(RECORD EXCERPTS Opens)
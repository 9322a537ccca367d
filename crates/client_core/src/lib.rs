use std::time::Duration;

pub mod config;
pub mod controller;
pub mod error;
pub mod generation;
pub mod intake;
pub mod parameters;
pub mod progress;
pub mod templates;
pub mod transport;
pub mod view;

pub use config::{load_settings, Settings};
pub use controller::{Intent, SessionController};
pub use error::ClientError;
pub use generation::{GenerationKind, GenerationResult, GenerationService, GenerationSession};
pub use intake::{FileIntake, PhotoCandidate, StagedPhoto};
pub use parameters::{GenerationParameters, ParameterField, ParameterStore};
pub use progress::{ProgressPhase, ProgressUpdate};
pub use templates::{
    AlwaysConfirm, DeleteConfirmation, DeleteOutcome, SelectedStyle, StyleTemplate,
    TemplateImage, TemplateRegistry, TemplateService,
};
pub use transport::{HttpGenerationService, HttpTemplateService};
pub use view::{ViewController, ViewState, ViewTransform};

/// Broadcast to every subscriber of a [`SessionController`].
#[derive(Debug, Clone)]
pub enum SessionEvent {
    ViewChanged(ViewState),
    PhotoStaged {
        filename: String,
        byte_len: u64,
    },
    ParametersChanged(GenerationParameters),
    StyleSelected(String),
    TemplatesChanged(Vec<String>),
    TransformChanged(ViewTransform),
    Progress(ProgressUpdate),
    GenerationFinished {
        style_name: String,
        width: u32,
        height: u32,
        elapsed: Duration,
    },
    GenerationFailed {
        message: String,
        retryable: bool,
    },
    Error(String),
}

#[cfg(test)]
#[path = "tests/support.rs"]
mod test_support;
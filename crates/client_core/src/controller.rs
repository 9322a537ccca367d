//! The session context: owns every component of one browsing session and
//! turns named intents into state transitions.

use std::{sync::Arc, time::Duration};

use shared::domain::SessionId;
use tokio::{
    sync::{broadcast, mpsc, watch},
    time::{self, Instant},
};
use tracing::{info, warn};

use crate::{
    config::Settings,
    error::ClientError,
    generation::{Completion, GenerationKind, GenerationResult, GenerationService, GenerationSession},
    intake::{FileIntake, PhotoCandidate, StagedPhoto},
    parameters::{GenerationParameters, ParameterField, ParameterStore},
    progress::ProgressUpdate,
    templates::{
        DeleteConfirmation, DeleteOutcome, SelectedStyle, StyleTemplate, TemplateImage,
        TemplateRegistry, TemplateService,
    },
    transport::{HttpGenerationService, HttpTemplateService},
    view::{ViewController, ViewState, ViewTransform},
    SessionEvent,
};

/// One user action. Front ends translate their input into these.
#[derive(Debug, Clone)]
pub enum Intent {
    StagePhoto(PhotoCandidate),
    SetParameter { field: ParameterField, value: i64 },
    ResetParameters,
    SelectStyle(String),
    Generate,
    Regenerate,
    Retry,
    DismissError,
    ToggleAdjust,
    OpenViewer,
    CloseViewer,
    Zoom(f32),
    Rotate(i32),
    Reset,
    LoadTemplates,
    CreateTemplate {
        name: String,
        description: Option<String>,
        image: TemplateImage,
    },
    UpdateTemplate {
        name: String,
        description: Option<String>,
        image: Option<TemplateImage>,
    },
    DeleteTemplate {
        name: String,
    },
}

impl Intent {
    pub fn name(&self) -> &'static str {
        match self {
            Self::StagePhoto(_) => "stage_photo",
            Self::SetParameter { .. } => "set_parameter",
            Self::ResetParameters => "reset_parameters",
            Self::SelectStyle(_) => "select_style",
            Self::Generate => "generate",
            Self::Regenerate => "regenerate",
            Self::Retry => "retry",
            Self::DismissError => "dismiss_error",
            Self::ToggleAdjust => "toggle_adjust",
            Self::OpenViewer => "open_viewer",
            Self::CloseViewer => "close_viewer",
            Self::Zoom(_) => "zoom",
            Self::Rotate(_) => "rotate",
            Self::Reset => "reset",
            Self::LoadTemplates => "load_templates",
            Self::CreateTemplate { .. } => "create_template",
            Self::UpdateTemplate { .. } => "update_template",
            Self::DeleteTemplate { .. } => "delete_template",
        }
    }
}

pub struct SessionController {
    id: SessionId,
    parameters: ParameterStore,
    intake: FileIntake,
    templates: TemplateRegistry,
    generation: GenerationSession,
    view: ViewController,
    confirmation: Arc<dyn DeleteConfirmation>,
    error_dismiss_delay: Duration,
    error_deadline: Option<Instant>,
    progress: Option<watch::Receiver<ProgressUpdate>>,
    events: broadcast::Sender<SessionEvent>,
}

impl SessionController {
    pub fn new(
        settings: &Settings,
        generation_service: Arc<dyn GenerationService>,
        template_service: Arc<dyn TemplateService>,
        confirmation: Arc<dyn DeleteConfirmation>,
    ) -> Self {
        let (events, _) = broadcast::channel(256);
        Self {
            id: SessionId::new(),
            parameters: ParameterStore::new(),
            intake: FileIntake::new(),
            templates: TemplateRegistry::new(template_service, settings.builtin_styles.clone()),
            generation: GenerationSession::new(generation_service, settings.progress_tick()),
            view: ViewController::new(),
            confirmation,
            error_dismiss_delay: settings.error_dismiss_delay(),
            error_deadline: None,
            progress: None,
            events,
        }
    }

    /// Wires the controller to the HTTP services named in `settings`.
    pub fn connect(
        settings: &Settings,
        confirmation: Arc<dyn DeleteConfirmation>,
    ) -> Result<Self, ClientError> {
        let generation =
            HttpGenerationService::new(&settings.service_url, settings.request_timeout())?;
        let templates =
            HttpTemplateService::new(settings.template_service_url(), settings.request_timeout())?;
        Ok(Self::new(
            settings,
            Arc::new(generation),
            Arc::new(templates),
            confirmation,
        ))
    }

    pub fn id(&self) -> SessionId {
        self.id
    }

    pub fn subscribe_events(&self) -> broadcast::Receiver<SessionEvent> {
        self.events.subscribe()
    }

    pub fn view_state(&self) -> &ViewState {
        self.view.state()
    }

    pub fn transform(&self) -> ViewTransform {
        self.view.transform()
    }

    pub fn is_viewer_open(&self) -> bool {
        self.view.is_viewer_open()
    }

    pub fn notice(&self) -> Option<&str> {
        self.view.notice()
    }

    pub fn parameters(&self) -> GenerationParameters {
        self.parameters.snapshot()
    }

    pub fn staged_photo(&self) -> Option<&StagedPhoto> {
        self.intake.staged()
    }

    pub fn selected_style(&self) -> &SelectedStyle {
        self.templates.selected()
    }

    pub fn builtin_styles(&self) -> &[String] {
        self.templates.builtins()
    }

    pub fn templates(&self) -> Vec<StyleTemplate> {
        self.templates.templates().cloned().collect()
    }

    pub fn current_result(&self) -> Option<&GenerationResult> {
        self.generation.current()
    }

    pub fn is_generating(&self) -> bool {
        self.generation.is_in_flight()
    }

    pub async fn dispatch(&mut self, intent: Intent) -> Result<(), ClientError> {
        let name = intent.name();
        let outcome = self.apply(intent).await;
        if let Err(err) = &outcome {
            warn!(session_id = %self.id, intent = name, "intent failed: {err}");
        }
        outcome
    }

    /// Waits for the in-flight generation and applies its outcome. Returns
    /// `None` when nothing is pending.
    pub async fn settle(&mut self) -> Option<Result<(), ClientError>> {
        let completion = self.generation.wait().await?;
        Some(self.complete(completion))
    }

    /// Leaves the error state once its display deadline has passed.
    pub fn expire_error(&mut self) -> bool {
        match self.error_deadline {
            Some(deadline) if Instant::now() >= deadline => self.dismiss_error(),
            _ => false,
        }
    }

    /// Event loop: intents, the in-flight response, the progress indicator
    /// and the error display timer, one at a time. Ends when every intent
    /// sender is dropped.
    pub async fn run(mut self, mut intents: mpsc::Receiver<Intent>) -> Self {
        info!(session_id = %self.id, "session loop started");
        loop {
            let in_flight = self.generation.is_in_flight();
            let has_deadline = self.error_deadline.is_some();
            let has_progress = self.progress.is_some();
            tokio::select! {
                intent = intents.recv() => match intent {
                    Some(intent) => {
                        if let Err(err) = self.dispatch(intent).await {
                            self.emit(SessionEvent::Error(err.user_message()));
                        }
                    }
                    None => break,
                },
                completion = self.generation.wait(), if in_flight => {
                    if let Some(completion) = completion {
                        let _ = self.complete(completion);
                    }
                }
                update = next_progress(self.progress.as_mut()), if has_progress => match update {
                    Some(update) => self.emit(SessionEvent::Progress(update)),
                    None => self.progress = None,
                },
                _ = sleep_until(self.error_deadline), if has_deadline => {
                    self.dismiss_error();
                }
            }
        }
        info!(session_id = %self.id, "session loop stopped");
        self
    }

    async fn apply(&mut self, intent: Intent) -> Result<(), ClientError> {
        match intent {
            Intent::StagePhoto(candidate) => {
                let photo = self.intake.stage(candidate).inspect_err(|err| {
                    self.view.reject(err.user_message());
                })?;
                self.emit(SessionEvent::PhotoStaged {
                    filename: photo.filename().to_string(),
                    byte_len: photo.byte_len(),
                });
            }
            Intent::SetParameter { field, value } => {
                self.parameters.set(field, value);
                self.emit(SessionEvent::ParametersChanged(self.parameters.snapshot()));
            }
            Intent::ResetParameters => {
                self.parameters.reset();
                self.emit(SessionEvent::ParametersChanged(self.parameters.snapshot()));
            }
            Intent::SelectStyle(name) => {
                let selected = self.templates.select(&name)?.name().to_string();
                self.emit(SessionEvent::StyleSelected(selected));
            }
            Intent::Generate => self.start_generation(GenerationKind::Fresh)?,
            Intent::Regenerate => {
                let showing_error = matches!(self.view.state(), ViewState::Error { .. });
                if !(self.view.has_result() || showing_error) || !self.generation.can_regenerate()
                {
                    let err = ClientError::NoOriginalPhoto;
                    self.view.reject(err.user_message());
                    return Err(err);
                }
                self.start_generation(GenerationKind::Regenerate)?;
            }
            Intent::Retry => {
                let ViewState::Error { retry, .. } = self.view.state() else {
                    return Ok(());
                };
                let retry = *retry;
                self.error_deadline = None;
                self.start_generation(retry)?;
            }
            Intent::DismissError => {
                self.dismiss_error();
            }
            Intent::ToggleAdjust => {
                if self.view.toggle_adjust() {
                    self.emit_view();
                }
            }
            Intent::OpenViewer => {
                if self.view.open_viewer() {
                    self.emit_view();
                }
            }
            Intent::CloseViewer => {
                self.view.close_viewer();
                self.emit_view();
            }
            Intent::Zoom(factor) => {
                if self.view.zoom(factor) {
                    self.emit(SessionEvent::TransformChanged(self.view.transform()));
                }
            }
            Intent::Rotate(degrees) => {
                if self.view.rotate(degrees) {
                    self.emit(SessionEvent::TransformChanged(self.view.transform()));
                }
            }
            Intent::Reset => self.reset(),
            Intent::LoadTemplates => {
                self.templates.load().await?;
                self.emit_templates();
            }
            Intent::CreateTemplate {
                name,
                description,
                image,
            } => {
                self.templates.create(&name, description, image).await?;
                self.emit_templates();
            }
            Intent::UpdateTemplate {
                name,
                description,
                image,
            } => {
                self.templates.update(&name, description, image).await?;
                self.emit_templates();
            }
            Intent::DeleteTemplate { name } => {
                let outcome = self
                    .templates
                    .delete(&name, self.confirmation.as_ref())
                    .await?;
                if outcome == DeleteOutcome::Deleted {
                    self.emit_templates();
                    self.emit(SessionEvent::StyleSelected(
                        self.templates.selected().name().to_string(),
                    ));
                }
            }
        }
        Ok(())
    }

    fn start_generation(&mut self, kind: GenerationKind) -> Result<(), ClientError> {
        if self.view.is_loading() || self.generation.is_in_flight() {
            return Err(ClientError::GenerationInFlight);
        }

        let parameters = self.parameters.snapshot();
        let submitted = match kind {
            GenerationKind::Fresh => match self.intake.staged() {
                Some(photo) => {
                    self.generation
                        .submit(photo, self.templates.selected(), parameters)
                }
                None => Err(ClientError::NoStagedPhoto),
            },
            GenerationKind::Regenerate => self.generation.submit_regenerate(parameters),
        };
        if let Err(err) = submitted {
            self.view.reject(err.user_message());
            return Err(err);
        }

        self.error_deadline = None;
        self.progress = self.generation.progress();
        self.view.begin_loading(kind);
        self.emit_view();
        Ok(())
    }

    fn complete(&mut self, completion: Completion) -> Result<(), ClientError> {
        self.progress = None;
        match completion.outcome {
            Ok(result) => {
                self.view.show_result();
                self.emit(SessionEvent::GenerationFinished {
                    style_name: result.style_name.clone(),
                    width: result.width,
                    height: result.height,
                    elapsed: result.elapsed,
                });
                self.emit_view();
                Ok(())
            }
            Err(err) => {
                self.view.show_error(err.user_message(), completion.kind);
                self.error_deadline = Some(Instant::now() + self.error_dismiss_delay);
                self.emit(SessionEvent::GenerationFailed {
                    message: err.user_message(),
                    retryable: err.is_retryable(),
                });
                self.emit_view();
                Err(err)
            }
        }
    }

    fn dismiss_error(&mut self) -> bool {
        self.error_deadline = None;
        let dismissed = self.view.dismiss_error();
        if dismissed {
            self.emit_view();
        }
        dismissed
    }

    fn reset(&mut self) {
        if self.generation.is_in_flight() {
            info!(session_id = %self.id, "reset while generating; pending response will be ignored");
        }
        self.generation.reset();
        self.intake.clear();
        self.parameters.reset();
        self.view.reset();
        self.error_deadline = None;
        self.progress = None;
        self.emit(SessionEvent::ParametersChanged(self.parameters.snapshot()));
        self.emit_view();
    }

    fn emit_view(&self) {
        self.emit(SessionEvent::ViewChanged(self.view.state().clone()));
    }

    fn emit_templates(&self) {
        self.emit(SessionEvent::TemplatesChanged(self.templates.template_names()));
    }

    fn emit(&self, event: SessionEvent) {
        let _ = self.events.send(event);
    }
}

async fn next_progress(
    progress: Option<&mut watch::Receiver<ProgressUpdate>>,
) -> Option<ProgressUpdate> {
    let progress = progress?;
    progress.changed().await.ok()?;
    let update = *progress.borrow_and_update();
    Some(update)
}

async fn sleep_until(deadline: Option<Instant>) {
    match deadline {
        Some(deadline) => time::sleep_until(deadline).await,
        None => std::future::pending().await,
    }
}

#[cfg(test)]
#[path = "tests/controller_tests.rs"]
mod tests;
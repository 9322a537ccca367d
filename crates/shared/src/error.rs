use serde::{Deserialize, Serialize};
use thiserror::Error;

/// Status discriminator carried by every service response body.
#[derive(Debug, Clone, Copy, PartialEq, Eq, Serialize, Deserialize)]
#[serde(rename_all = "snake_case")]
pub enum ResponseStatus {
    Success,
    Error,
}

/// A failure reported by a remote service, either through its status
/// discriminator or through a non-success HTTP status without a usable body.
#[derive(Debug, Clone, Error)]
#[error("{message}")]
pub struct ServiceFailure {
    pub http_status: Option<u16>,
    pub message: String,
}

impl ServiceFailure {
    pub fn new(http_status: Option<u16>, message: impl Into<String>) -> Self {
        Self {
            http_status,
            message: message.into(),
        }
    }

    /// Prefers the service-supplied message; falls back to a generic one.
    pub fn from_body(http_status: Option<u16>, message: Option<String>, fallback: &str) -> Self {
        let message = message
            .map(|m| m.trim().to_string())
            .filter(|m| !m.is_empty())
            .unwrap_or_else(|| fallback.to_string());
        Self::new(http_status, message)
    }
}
(RECORD EXCERPTS Closes)
• [WHAT NEEDS TO BE DONE] Each line from the top of the material above, through the one that contains "pub mod view;", should be restated word for word.

• [SOLUTION BELOW]
repository 9322a537ccca367d
filename crates/client_core/src/lib.rs
use std::time::Duration;

pub mod config;
pub mod controller;
pub mod error;
pub mod generation;
pub mod intake;
pub mod parameters;
pub mod progress;
pub mod templates;
pub mod transport;
pub mod view;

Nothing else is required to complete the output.